The project aims to embed AI intelligence throughout its semiconductor, mobile, and robotics operations.
This would set the stage for what could become a global benchmark in intelligent manufacturing and transform its semiconductor and robotics production.
Expanding AI into semiconductor design and production
Samsung’s goal is to use AI to connect design, manage processes, operate equipment, and ensure quality control within a unified digital system.
Using Nvidia’s cuLitho and CUDA-X libraries, the company claims a 20-fold improvement in computational lithography.
These gains suggest shorter development cycles and more efficient fabrication are achieved through a process essential for producing accurate wafer patterns.
However, questions remain about the long-term stability and maintenance of such AI-reliant systems.
The company is also collaborating with partners in electronic design automation to develop GPU-accelerated EDA tools that could redefine chip design efficiency.
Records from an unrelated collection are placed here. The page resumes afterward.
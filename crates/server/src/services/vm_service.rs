/// 虚拟机目录与电源控制服务

use common::errors::Result;
use common::models::{VmResponse, VmStatus};
use tracing::{info, warn};

use crate::app_state::AppState;
use crate::gcp::types::{last_segment, AggregatedListResponse, Instance};
use crate::gcp::ComputeClient;

/// connect 接口的返回内容
#[derive(Debug, Clone, PartialEq, Eq)]
pub struct ConnectCommand {
    pub mensaje: String,
    pub comando_ssh: String,
}

pub struct VmService {
    state: AppState,
}

impl VmService {
    pub fn new(state: AppState) -> Self {
        Self { state }
    }

    /// 本次请求使用的提供商客户端句柄
    fn client(&self) -> ComputeClient {
        let cfg = self.state.config();
        ComputeClient::new(self.state.http(), &cfg.gcp_api_base, &cfg.gcp_access_token)
    }

    /// 获取项目下所有虚拟机，按可用区展平为统一记录
    ///
    /// 没有实例时返回空列表（参考实现返回伪造的占位 VM，属于遗留调试行为）
    pub async fn list_vms(&self) -> Result<Vec<VmResponse>> {
        let project = &self.state.config().gcp_project;
        let aggregated = self.client().aggregated_list(project).await?;

        let vms = flatten_aggregated(aggregated);
        if vms.is_empty() {
            warn!("项目 {} 下未找到任何实例", project);
        } else {
            info!("项目 {} 下找到 {} 台实例", project, vms.len());
        }

        Ok(vms)
    }

    /// 根据调用方提供的当前状态切换电源
    ///
    /// 状态不重新查询；Provisioning 在发起任何提供商调用之前被拒绝
    pub async fn toggle_power(
        &self,
        vm_name: &str,
        zone: &str,
        current_status: VmStatus,
    ) -> Result<String> {
        let action = current_status.power_action()?;

        let project = &self.state.config().gcp_project;
        let client = self.client();

        let operation = client.power(project, zone, vm_name, action).await?;
        client
            .wait_for_operation(project, zone, &operation.name)
            .await?;

        info!("VM {} 的 '{}' 操作已完成", vm_name, action.as_str());
        Ok(format!(
            "Operación '{}' de la VM '{}' completada exitosamente.",
            action.as_str(),
            vm_name
        ))
    }

    /// 生成 SSH 连接命令，纯文本，不发起任何提供商调用
    pub fn connect(&self, vm_name: &str, zone: &str, ip_external: Option<&str>) -> ConnectCommand {
        let project = &self.state.config().gcp_project;

        let comando_ssh = match ip_external {
            Some(ip) => format!(
                "gcloud compute ssh {} --zone={} --project={} --external-ip={}",
                vm_name, zone, project, ip
            ),
            None => format!(
                "gcloud compute ssh {} --zone={} --project={} # IP externa no disponible, intenta conexión interna o Cloud Shell",
                vm_name, zone, project
            ),
        };

        ConnectCommand {
            mensaje: format!(
                "Para conectar a {}, usa el siguiente comando (o Cloud Shell):",
                vm_name
            ),
            comando_ssh,
        }
    }
}

/// 将聚合列表展平为有序的统一记录序列
fn flatten_aggregated(aggregated: AggregatedListResponse) -> Vec<VmResponse> {
    let mut vms = Vec::new();

    for (zone_key, scoped) in aggregated.items {
        for instance in scoped.instances {
            vms.push(instance_to_record(&zone_key, instance));
        }
    }

    vms
}

/// 将提供商实例映射为统一记录
///
/// 内网 IP 取第一个网络接口，外网 IP 取其第一个访问配置
fn instance_to_record(zone_key: &str, instance: Instance) -> VmResponse {
    let primary = instance.network_interfaces.first();
    let ip_internal = primary.and_then(|nic| nic.network_ip.clone());
    let ip_external = primary
        .and_then(|nic| nic.access_configs.first())
        .and_then(|ac| ac.nat_ip.clone());

    VmResponse {
        id: instance.id,
        name: instance.name,
        zone_region: last_segment(zone_key).to_string(),
        ip_external,
        ip_internal,
        machine_type: last_segment(&instance.machine_type).to_string(),
        status: VmStatus::from_provider(&instance.status),
    }
}

#[cfg(test)]
mod tests {
    use super::*;

    use std::sync::{Arc, Mutex};

    use axum::extract::{Path, State};
    use axum::routing::post;
    use axum::{Json, Router};

    use crate::config::Config;

    fn test_state_with_base(gcp_api_base: &str) -> AppState {
        AppState::new(Config {
            server_port: 3000,
            gcp_project: "proyecto-test".to_string(),
            gcp_api_base: gcp_api_base.to_string(),
            gcp_access_token: "token-test".to_string(),
            cors_origin: "http://localhost:5173".to_string(),
            log_level: "debug".to_string(),
        })
    }

    fn test_state() -> AppState {
        test_state_with_base("http://127.0.0.1:1")
    }

    /// 假提供商的电源接口，记录收到的操作动词
    async fn fake_power(
        Path((_project, _zone, _instance, action)): Path<(String, String, String, String)>,
        State(calls): State<Arc<Mutex<Vec<String>>>>,
    ) -> Json<serde_json::Value> {
        calls.lock().unwrap().push(action);
        Json(serde_json::json!({ "name": "operation-1", "status": "RUNNING" }))
    }

    /// 假提供商的 wait 接口，直接返回 DONE
    async fn fake_wait(
        Path((_project, _zone, operation)): Path<(String, String, String)>,
    ) -> Json<serde_json::Value> {
        Json(serde_json::json!({ "name": operation, "status": "DONE" }))
    }

    /// 在随机端口启动假提供商，返回其根地址
    async fn spawn_fake_provider(calls: Arc<Mutex<Vec<String>>>) -> String {
        let app = Router::new()
            .route(
                "/projects/:project/zones/:zone/instances/:instance/:action",
                post(fake_power),
            )
            .route(
                "/projects/:project/zones/:zone/operations/:operation/wait",
                post(fake_wait),
            )
            .with_state(calls);

        let listener = tokio::net::TcpListener::bind("127.0.0.1:0").await.unwrap();
        let addr = listener.local_addr().unwrap();
        tokio::spawn(async move {
            axum::serve(listener, app).await.unwrap();
        });

        format!("http://{}", addr)
    }

    fn sample_aggregated() -> AggregatedListResponse {
        serde_json::from_value(serde_json::json!({
            "items": {
                "zones/us-central1-a": {
                    "instances": [{
                        "id": "111",
                        "name": "vm-a",
                        "machineType": "projects/p/zones/us-central1-a/machineTypes/e2-small",
                        "status": "RUNNING",
                        "networkInterfaces": [{
                            "networkIP": "10.0.0.2",
                            "accessConfigs": [{ "natIP": "34.1.2.3" }]
                        }]
                    }]
                },
                "zones/europe-west1-b": {
                    "instances": [{
                        "id": "222",
                        "name": "vm-b",
                        "machineType": "projects/p/zones/europe-west1-b/machineTypes/e2-medium",
                        "status": "TERMINATED",
                        "networkInterfaces": [{ "networkIP": "10.0.1.2" }]
                    }, {
                        "id": "333",
                        "name": "vm-c",
                        "machineType": "projects/p/zones/europe-west1-b/machineTypes/n1-standard-1",
                        "status": "STAGING"
                    }]
                },
                "zones/asia-east1-a": {
                    "warning": { "code": "NO_RESULTS_ON_PAGE" }
                }
            }
        }))
        .unwrap()
    }

    #[test]
    fn test_flatten_aggregated() {
        let vms = flatten_aggregated(sample_aggregated());

        // BTreeMap 按可用区键排序
        assert_eq!(vms.len(), 3);
        assert_eq!(vms[0].name, "vm-b");
        assert_eq!(vms[1].name, "vm-c");
        assert_eq!(vms[2].name, "vm-a");

        assert_eq!(vms[2].zone_region, "us-central1-a");
        assert_eq!(vms[2].machine_type, "e2-small");
        assert_eq!(vms[2].status, VmStatus::Running);
        assert_eq!(vms[2].ip_internal.as_deref(), Some("10.0.0.2"));
        assert_eq!(vms[2].ip_external.as_deref(), Some("34.1.2.3"));

        // 没有访问配置 -> 外网 IP 为 None；没有网络接口 -> 两个都为 None
        assert_eq!(vms[0].status, VmStatus::Stopped);
        assert_eq!(vms[0].ip_internal.as_deref(), Some("10.0.1.2"));
        assert_eq!(vms[0].ip_external, None);
        assert_eq!(vms[1].status, VmStatus::Provisioning);
        assert_eq!(vms[1].ip_internal, None);
        assert_eq!(vms[1].ip_external, None);
    }

    #[test]
    fn test_flatten_empty_inventory_returns_empty_list() {
        let vms = flatten_aggregated(AggregatedListResponse::default());
        assert!(vms.is_empty());
    }

    #[test]
    fn test_all_statuses_in_enum_range() {
        for vm in flatten_aggregated(sample_aggregated()) {
            assert!(matches!(
                vm.status,
                VmStatus::Running | VmStatus::Stopped | VmStatus::Provisioning
            ));
        }
    }

    #[test]
    fn test_connect_with_external_ip() {
        let service = VmService::new(test_state());
        let cmd = service.connect("vm1", "us-central1-a", Some("34.1.2.3"));

        assert_eq!(
            cmd.comando_ssh,
            "gcloud compute ssh vm1 --zone=us-central1-a --project=proyecto-test --external-ip=34.1.2.3"
        );
        assert_eq!(
            cmd.mensaje,
            "Para conectar a vm1, usa el siguiente comando (o Cloud Shell):"
        );
    }

    #[test]
    fn test_connect_without_external_ip() {
        let service = VmService::new(test_state());
        let cmd = service.connect("vm1", "us-central1-a", None);

        assert!(cmd.comando_ssh.starts_with("gcloud compute ssh vm1 --zone=us-central1-a"));
        assert!(!cmd.comando_ssh.contains("--external-ip"));
        assert!(cmd.comando_ssh.contains("# IP externa no disponible"));
    }

    #[tokio::test]
    async fn test_toggle_power_running_issues_stop() {
        let calls = Arc::new(Mutex::new(Vec::new()));
        let base = spawn_fake_provider(calls.clone()).await;

        let service = VmService::new(test_state_with_base(&base));
        let mensaje = service
            .toggle_power("vm1", "us-central1-a", VmStatus::Running)
            .await
            .unwrap();

        assert_eq!(
            mensaje,
            "Operación 'stop' de la VM 'vm1' completada exitosamente."
        );
        assert_eq!(*calls.lock().unwrap(), vec!["stop".to_string()]);
    }

    #[tokio::test]
    async fn test_toggle_power_stopped_issues_start() {
        let calls = Arc::new(Mutex::new(Vec::new()));
        let base = spawn_fake_provider(calls.clone()).await;

        let service = VmService::new(test_state_with_base(&base));
        let mensaje = service
            .toggle_power("vm2", "europe-west1-b", VmStatus::Stopped)
            .await
            .unwrap();

        assert_eq!(
            mensaje,
            "Operación 'start' de la VM 'vm2' completada exitosamente."
        );
        assert_eq!(*calls.lock().unwrap(), vec!["start".to_string()]);
    }

    #[tokio::test]
    async fn test_toggle_power_provisioning_rejected_without_provider_call() {
        // gcp_api_base 指向不可达地址，若发起了提供商调用测试会失败在错误类型上
        let service = VmService::new(test_state());
        let err = service
            .toggle_power("vm1", "us-central1-a", VmStatus::Provisioning)
            .await
            .unwrap_err();

        assert!(matches!(err, common::Error::InvalidArgument(_)));
        assert!(err.to_string().contains("Provisioning"));
    }
}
Samsung will use Nvidia Omniverse libraries to create digital twins of its fabrication plants, simulating factory operations to identify faults and optimize performance before real-world deployment.
While this approach may improve efficiency, it also increases Samsung’s reliance on cloud hosting and web hosting for data processing and visualization.
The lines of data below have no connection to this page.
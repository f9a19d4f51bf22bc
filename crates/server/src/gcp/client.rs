/// Compute Engine REST 客户端
///
/// 每个请求构造一个客户端句柄，失败不重试，错误原样向上传递

use common::errors::{Error, Result};
use common::models::PowerAction;
use serde::de::DeserializeOwned;
use tracing::{debug, info};

use crate::gcp::types::{AggregatedListResponse, ApiErrorEnvelope, Operation};

/// wait 接口单次最多阻塞约两分钟，限制轮询次数避免死循环
const MAX_WAIT_CALLS: u32 = 10;

pub struct ComputeClient {
    http: reqwest::Client,
    base_url: String,
    token: String,
}

impl ComputeClient {
    pub fn new(http: reqwest::Client, base_url: &str, token: &str) -> Self {
        Self {
            http,
            base_url: base_url.trim_end_matches('/').to_string(),
            token: token.to_string(),
        }
    }

    /// 列出项目下所有可用区的实例（聚合列表，单次请求）
    pub async fn aggregated_list(&self, project: &str) -> Result<AggregatedListResponse> {
        let url = format!("{}/projects/{}/aggregated/instances", self.base_url, project);
        debug!("请求实例聚合列表: {}", url);

        let request = self.http.get(&url).bearer_auth(&self.token);
        Self::execute(request).await
    }

    /// 对实例执行 start/stop，返回可用区操作
    pub async fn power(
        &self,
        project: &str,
        zone: &str,
        instance: &str,
        action: PowerAction,
    ) -> Result<Operation> {
        let url = format!(
            "{}/projects/{}/zones/{}/instances/{}/{}",
            self.base_url,
            project,
            zone,
            instance,
            action.as_str()
        );
        info!("对实例 {} 执行 '{}': {}", instance, action.as_str(), url);

        let request = self.http.post(&url).bearer_auth(&self.token);
        Self::execute(request).await
    }

    /// 同步等待可用区操作完成
    ///
    /// wait 接口服务端阻塞直到操作完成或超时返回当前状态，循环直到 DONE
    pub async fn wait_for_operation(&self, project: &str, zone: &str, operation: &str) -> Result<()> {
        let url = format!(
            "{}/projects/{}/zones/{}/operations/{}/wait",
            self.base_url, project, zone, operation
        );

        for _ in 0..MAX_WAIT_CALLS {
            debug!("等待操作完成: {}", url);
            let request = self.http.post(&url).bearer_auth(&self.token);
            let op: Operation = Self::execute(request).await?;

            if let Some(error) = op.error {
                let detail = error
                    .errors
                    .iter()
                    .map(|e| e.message.clone())
                    .collect::<Vec<_>>()
                    .join("; ");
                return Err(Error::Provider(detail));
            }

            if op.status == "DONE" {
                return Ok(());
            }
        }

        Err(Error::Provider(format!(
            "La operación '{}' no finalizó a tiempo.",
            operation
        )))
    }

    /// 发送请求并解析响应；非 2xx 时提取提供商的错误消息
    async fn execute<T: DeserializeOwned>(request: reqwest::RequestBuilder) -> Result<T> {
        let response = request
            .send()
            .await
            .map_err(|e| Error::Provider(e.to_string()))?;

        let status = response.status();
        if !status.is_success() {
            let body = response.text().await.unwrap_or_default();
            let message = match serde_json::from_str::<ApiErrorEnvelope>(&body) {
                Ok(envelope) => envelope.error.message,
                Err(_) => format!("HTTP {}: {}", status.as_u16(), body),
            };
            return Err(Error::Provider(message));
        }

        response
            .json::<T>()
            .await
            .map_err(|e| Error::Provider(e.to_string()))
    }
}
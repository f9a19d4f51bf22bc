pub mod vms;

use axum::Router;

use crate::app_state::AppState;

/// 所有 API 路由（统一入口）
///
/// 该边界上没有认证、授权和限流
pub fn api_routes() -> Router<AppState> {
    Router::new().nest("/vms", vms::vm_routes())
}
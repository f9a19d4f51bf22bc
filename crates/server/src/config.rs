/// 配置管理

use std::fs;

#[derive(Debug, Clone)]
pub struct Config {
    pub server_port: u16,
    /// GCP 项目 ID（参考实现中是编译期常量，这里外置到环境变量）
    pub gcp_project: String,
    /// Compute Engine REST API 根地址，测试时可覆盖
    pub gcp_api_base: String,
    /// Bearer 访问令牌，来自 GCP_ACCESS_TOKEN 或 GCP_TOKEN_FILE
    pub gcp_access_token: String,
    /// 允许的唯一跨域来源
    pub cors_origin: String,
    pub log_level: String,
}

impl Config {
    /// 从环境变量加载配置
    pub fn from_env() -> anyhow::Result<Self> {
        let server_port = std::env::var("SERVER_PORT")
            .unwrap_or_else(|_| "3000".to_string())
            .parse()?;

        let gcp_project = std::env::var("GCP_PROJECT_ID")
            .unwrap_or_else(|_| "puestos-de-trabajo-potentes".to_string());

        let gcp_api_base = std::env::var("GCP_API_BASE")
            .unwrap_or_else(|_| "https://compute.googleapis.com/compute/v1".to_string());

        let gcp_access_token = match std::env::var("GCP_ACCESS_TOKEN") {
            Ok(token) => token,
            Err(_) => match std::env::var("GCP_TOKEN_FILE") {
                Ok(path) => fs::read_to_string(&path)?.trim().to_string(),
                Err(_) => String::new(),
            },
        };

        let cors_origin = std::env::var("CORS_ORIGIN")
            .unwrap_or_else(|_| "http://localhost:5173".to_string());

        let log_level = std::env::var("LOG_LEVEL")
            .unwrap_or_else(|_| "debug".to_string());

        Ok(Self {
            server_port,
            gcp_project,
            gcp_api_base,
            gcp_access_token,
            cors_origin,
            log_level,
        })
    }
}
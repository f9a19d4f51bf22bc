/// GCP Compute Engine 访问层

pub mod client;
pub mod types;

pub use client::ComputeClient;
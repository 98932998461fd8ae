//! Row and bulk action selection

use super::config::ResourceOptions;

/// A single-row table action kind.
#[derive(Debug, Clone, Copy, PartialEq, Eq)]
pub enum ActionKind {
    /// Open the record's view page
    View,
    /// Open the record's edit page
    Edit,
    /// Delete the record
    Delete,
    /// Permanently delete a soft-deleted record
    ForceDelete,
    /// Restore a soft-deleted record
    Restore,
}

impl ActionKind {
    /// Symbol name referenced by the generated code.
    #[must_use]
    pub const fn symbol(self) -> &'static str {
        match self {
            Self::View => "ViewAction",
            Self::Edit => "EditAction",
            Self::Delete => "DeleteAction",
            Self::ForceDelete => "ForceDeleteAction",
            Self::Restore => "RestoreAction",
        }
    }
}

/// A multi-row selection action kind.
#[derive(Debug, Clone, Copy, PartialEq, Eq)]
pub enum BulkActionKind {
    /// Delete the selected records
    Delete,
    /// Permanently delete the selected soft-deleted records
    ForceDelete,
    /// Restore the selected soft-deleted records
    Restore,
}

impl BulkActionKind {
    /// Symbol name referenced by the generated code.
    #[must_use]
    pub const fn symbol(self) -> &'static str {
        match self {
            Self::Delete => "DeleteBulkAction",
            Self::ForceDelete => "ForceDeleteBulkAction",
            Self::Restore => "RestoreBulkAction",
        }
    }
}

/// Select the row actions for a resource's table, in display order.
///
/// Edit is always present. View comes first when the resource has a view
/// operation. Simple-mode resources manage records inline, so they also get
/// delete (and, when soft-deletable, force-delete and restore) as row
/// actions.
#[must_use]
pub fn table_actions(options: ResourceOptions) -> Vec<ActionKind> {
    let mut actions = Vec::new();

    if options.view_operation {
        actions.push(ActionKind::View);
    }

    actions.push(ActionKind::Edit);

    if options.simple {
        actions.push(ActionKind::Delete);

        if options.soft_deletable {
            actions.push(ActionKind::ForceDelete);
            actions.push(ActionKind::Restore);
        }
    }

    actions
}

/// Select the bulk actions for a resource's table, in display order.
///
/// Delete always comes first; soft-deletable resources additionally get
/// force-delete and restore.
#[must_use]
pub fn table_bulk_actions(options: ResourceOptions) -> Vec<BulkActionKind> {
    let mut actions = vec![BulkActionKind::Delete];

    if options.soft_deletable {
        actions.push(BulkActionKind::ForceDelete);
        actions.push(BulkActionKind::Restore);
    }

    actions
}

#[cfg(test)]
mod tests {
    use super::*;

    #[test]
    fn test_edit_only_by_default() {
        assert_eq!(table_actions(ResourceOptions::default()), vec![ActionKind::Edit]);
    }

    #[test]
    fn test_view_comes_before_edit() {
        let options = ResourceOptions {
            view_operation: true,
            ..ResourceOptions::default()
        };
        assert_eq!(
            table_actions(options),
            vec![ActionKind::View, ActionKind::Edit]
        );
    }

    #[test]
    fn test_simple_mode_adds_delete() {
        let options = ResourceOptions {
            simple: true,
            ..ResourceOptions::default()
        };
        assert_eq!(
            table_actions(options),
            vec![ActionKind::Edit, ActionKind::Delete]
        );
    }

    #[test]
    fn test_simple_soft_deletable_adds_force_delete_and_restore() {
        let options = ResourceOptions {
            simple: true,
            soft_deletable: true,
            ..ResourceOptions::default()
        };
        assert_eq!(
            table_actions(options),
            vec![
                ActionKind::Edit,
                ActionKind::Delete,
                ActionKind::ForceDelete,
                ActionKind::Restore,
            ]
        );
    }

    #[test]
    fn test_soft_deletable_without_simple_mode_keeps_row_actions_minimal() {
        let options = ResourceOptions {
            soft_deletable: true,
            ..ResourceOptions::default()
        };
        assert_eq!(table_actions(options), vec![ActionKind::Edit]);
    }

    #[test]
    fn test_bulk_delete_always_first() {
        assert_eq!(
            table_bulk_actions(ResourceOptions::default()),
            vec![BulkActionKind::Delete]
        );

        let options = ResourceOptions {
            soft_deletable: true,
            ..ResourceOptions::default()
        };
        assert_eq!(
            table_bulk_actions(options),
            vec![
                BulkActionKind::Delete,
                BulkActionKind::ForceDelete,
                BulkActionKind::Restore,
            ]
        );
    }
}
It also increases its dependence on AI-driven design, which raises issues of oversight, reproducibility, and the potential for technical lock-in within Nvidia’s ecosystem.
Samsung is also extending its AI infrastructure into robotics, applying Nvidia RTX PRO 6000 Blackwell Server Edition systems and the Jetson Thor platform.
These technologies aim to enhance automation and autonomy in both humanoid and industrial robots.
They promise greater precision and adaptability and reflect an industry trend toward merging physical and digital intelligence under centralized platforms.
Samsung and Nvidia’s collaboration extends over 25 years, evolving from memory supply for early graphics cards to joint development of next-gen HBM4 memory.
The new AI Megafactory appears to strengthen that relationship, but the consolidation of advanced AI tools within a few dominant tech alliances raises broader concerns.